CNN-based models that identify and outline tumors in medical images have also improved the precision of radiation dose calculations by more accurately identifying tumor boundaries. Integrating data about how these drugs move through the body into these models has further improved the accuracy of predicted doses delivered to critical organs like the kidneys, liver, spleen, and salivary glands to reduce harmful side effects.

AI-driven tools are increasingly becoming part of routine clinical workflows in radiopharmaceutical therapy. Michopoulou continues, “AI is now used extensively for image segmentation, greatly accelerating [the] speed of data preparation for dosimetry. It is also increasingly being introduced into image reconstruction, which is exciting and also comes with new validation challenges, influencing treatment decisions.”

Implementing AI tools in radiopharmaceutical discovery and development remains challenging. Data can be hard to come by, models may not always generalize appropriately, and there are ethical concerns around data ownership and confidentiality to consider.

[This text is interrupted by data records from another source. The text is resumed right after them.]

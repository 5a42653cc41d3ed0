use super::callback;
use super::credentials::YoutubeToken;
use super::endpoints::GoogleOauthEndpoints;
use crate::error::{CompyleError, IsRetryable};
use backon::{ExponentialBuilder, Retryable};
use chrono::Utc;
use oauth2::{AuthorizationCode, basic::BasicTokenResponse};
use std::path::PathBuf;
use std::time::Duration;
use tracing::{error, info, warn};
use url::Url;

fn default_retry_policy() -> ExponentialBuilder {
    ExponentialBuilder::default()
        .with_min_delay(Duration::from_secs(1))
        .with_max_delay(Duration::from_secs(3))
        .with_max_times(3)
        .with_jitter()
}

/// Obtains a usable YouTube token: cached, refreshed, or through consent.
pub struct GoogleOauthService {
    endpoints: GoogleOauthEndpoints,
    http_client: reqwest::Client,
    redirect_url: Url,
    token_path: PathBuf,
    login_hint: Option<String>,
}

impl GoogleOauthService {
    pub fn new(
        endpoints: GoogleOauthEndpoints,
        http_client: reqwest::Client,
        redirect_url: Url,
        token_path: PathBuf,
        login_hint: Option<String>,
    ) -> Self {
        Self {
            endpoints,
            http_client,
            redirect_url,
            token_path,
            login_hint,
        }
    }

    pub async fn access_token(&self) -> Result<YoutubeToken, CompyleError> {
        if let Some(cached) = YoutubeToken::load(&self.token_path)? {
            if cached.is_fresh(Utc::now()) {
                info!("Using cached YouTube token");
                return Ok(cached);
            }
            if let Some(refresh_token) = cached.refresh_token.clone() {
                match self.refresh_with_retry(&refresh_token).await {
                    Ok(response) => {
                        let token = YoutubeToken::from_response(&response, Some(refresh_token));
                        token.save(&self.token_path)?;
                        return Ok(token);
                    }
                    Err(e) => warn!(error = %e, "YouTube token refresh failed, asking for consent"),
                }
            }
        }

        let token = self.authenticate().await?;
        token.save(&self.token_path)?;
        Ok(token)
    }

    /// Run the consent flow through the local redirect listener.
    pub async fn authenticate(&self) -> Result<YoutubeToken, CompyleError> {
        let request = self.endpoints.authorize_url(self.login_hint.as_deref());
        println!("Please visit this URL to authorize compyle:\n{}", request.url);

        let code =
            callback::wait_for_code(&self.redirect_url, request.csrf.secret().to_string()).await?;
        let response = self
            .endpoints
            .exchange_authorization_code(
                AuthorizationCode::new(code),
                request.pkce_verifier,
                &self.http_client,
            )
            .await?;

        let token = YoutubeToken::from_response(&response, None);
        if token.refresh_token.is_none() {
            warn!(
                "OAuth response missing refresh_token; the consent flow will run again once the token expires"
            );
        }
        Ok(token)
    }

    async fn refresh_with_retry(
        &self,
        refresh_token: &str,
    ) -> Result<BasicTokenResponse, CompyleError> {
        (|| async {
            self.endpoints
                .refresh_access_token(refresh_token, &self.http_client)
                .await
        })
        .retry(default_retry_policy())
        .when(|e: &CompyleError| e.is_retryable())
        .notify(|err, dur: Duration| {
            error!(
                "Google Oauth2 Retrying Error {} with sleeping {:?}",
                err.to_string(),
                dur
            );
        })
        .await
    }
}
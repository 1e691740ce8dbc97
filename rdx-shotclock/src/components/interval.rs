//! Cue timing within one shot interval.
//!
//! Every interval has up to three cues, all placed relative to its midpoint
//! `m = effective / 2`: the power-up ramp ending at `m`, the shot cue at `m`,
//! and the next-shot announcement `lead` seconds before `m`. The plan is a
//! pure function of the pattern and the rolled interval, so a resumed
//! interval recomputes only the wall-clock delays.

use crate::components::cues::PowerUpSpeed;
use crate::pattern::Pattern;
use std::time::Duration;

/// One of the three cues of an interval, in the order they fire when due
/// together.
#[derive(Debug, Clone, Copy, PartialEq, Eq, PartialOrd, Ord, Hash)]
pub enum IntervalCue {
    PowerUp,
    Midpoint,
    Announce,
}

/// Which cues of the current interval have fired.
#[derive(Debug, Clone, Copy, PartialEq, Eq, Default)]
pub struct FiredCues {
    pub power_up: bool,
    pub midpoint: bool,
    pub announce: bool,
}

impl FiredCues {
    pub fn has(&self, cue: IntervalCue) -> bool {
        match cue {
            IntervalCue::PowerUp => self.power_up,
            IntervalCue::Midpoint => self.midpoint,
            IntervalCue::Announce => self.announce,
        }
    }

    pub fn mark(&mut self, cue: IntervalCue) {
        match cue {
            IntervalCue::PowerUp => self.power_up = true,
            IntervalCue::Midpoint => self.midpoint = true,
            IntervalCue::Announce => self.announce = true,
        }
    }
}

/// Offsets from the start of an interval at which its cues are due.
#[derive(Debug, Clone, Copy, PartialEq, Eq)]
pub struct IntervalPlan {
    pub effective: Duration,
    pub midpoint: Duration,
    /// `None` when the split-step hint is `None`.
    pub power_up_at: Option<Duration>,
    /// `None` when shots are not announced or the shot text is blank.
    pub announce_at: Option<Duration>,
}

impl IntervalPlan {
    /// Plans an interval of length `effective`.
    ///
    /// The first shot of a whole run places its announcement from the
    /// pattern's base interval rather than the rolled one, so it is spoken
    /// at the same moment whatever the random offset.
    pub fn new(
        pattern: &Pattern,
        shot: &str,
        effective: Duration,
        speed: Option<PowerUpSpeed>,
        first_of_run: bool,
    ) -> Self {
        let midpoint = effective / 2;
        let power_up_at = speed.map(|s| midpoint.saturating_sub(s.total_duration()));
        let announce_at = (pattern.announce_shots && !shot.trim().is_empty()).then(|| {
            let reference = if first_of_run {
                pattern.interval() / 2
            } else {
                midpoint
            };
            reference
                .saturating_sub(pattern.announcement_lead())
                .min(midpoint)
        });
        Self {
            effective,
            midpoint,
            power_up_at,
            announce_at,
        }
    }

    fn at(&self, cue: IntervalCue) -> Option<Duration> {
        match cue {
            IntervalCue::PowerUp => self.power_up_at,
            IntervalCue::Midpoint => Some(self.midpoint),
            IntervalCue::Announce => self.announce_at,
        }
    }

    /// Cues that must fire now, at `elapsed` into the interval, in firing
    /// order.
    ///
    /// Once the midpoint has fired, an unfired power-up or announcement is
    /// dropped rather than played late.
    pub fn due(&self, elapsed: Duration, fired: FiredCues) -> Vec<IntervalCue> {
        [IntervalCue::PowerUp, IntervalCue::Midpoint, IntervalCue::Announce]
            .into_iter()
            .filter(|&cue| !fired.has(cue))
            .filter(|&cue| cue == IntervalCue::Midpoint || !fired.midpoint)
            .filter(|&cue| self.at(cue).is_some_and(|at| at <= elapsed))
            .collect()
    }

    /// Cues still in the future, with their delay from `elapsed`.
    pub fn pending(&self, elapsed: Duration, fired: FiredCues) -> Vec<(Duration, IntervalCue)> {
        [IntervalCue::PowerUp, IntervalCue::Midpoint, IntervalCue::Announce]
            .into_iter()
            .filter(|&cue| !fired.has(cue))
            .filter_map(|cue| {
                let at = self.at(cue)?;
                (at > elapsed).then(|| (at - elapsed, cue))
            })
            .collect()
    }

    /// Time left until the interval ends.
    pub fn remaining(&self, elapsed: Duration) -> Duration {
        self.effective.saturating_sub(elapsed)
    }
}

Some of these challenges may be addressed with federated learning—allowing models at different hospital sites to share what they’ve learned to ensure the diversity of available data without sharing patient-specific information.

But without enough systematic, standardized data to train these AI models, they’re limited in how accurate and widely applicable they can be. Addressing this limitation will require extensive foundational experimental research. Complementary efforts to standardize datasets used to train and optimize DL models for tasks like organ segmentation are essential for reliable dose calculations and should be prioritized to accelerate clinical adoption.

Although these significant technical and regulatory challenges remain, AI is increasingly being incorporated into every stage of radiopharmaceutical development. These advances are supporting more personalized approaches to cancer care while improving patient outcomes and treatment planning.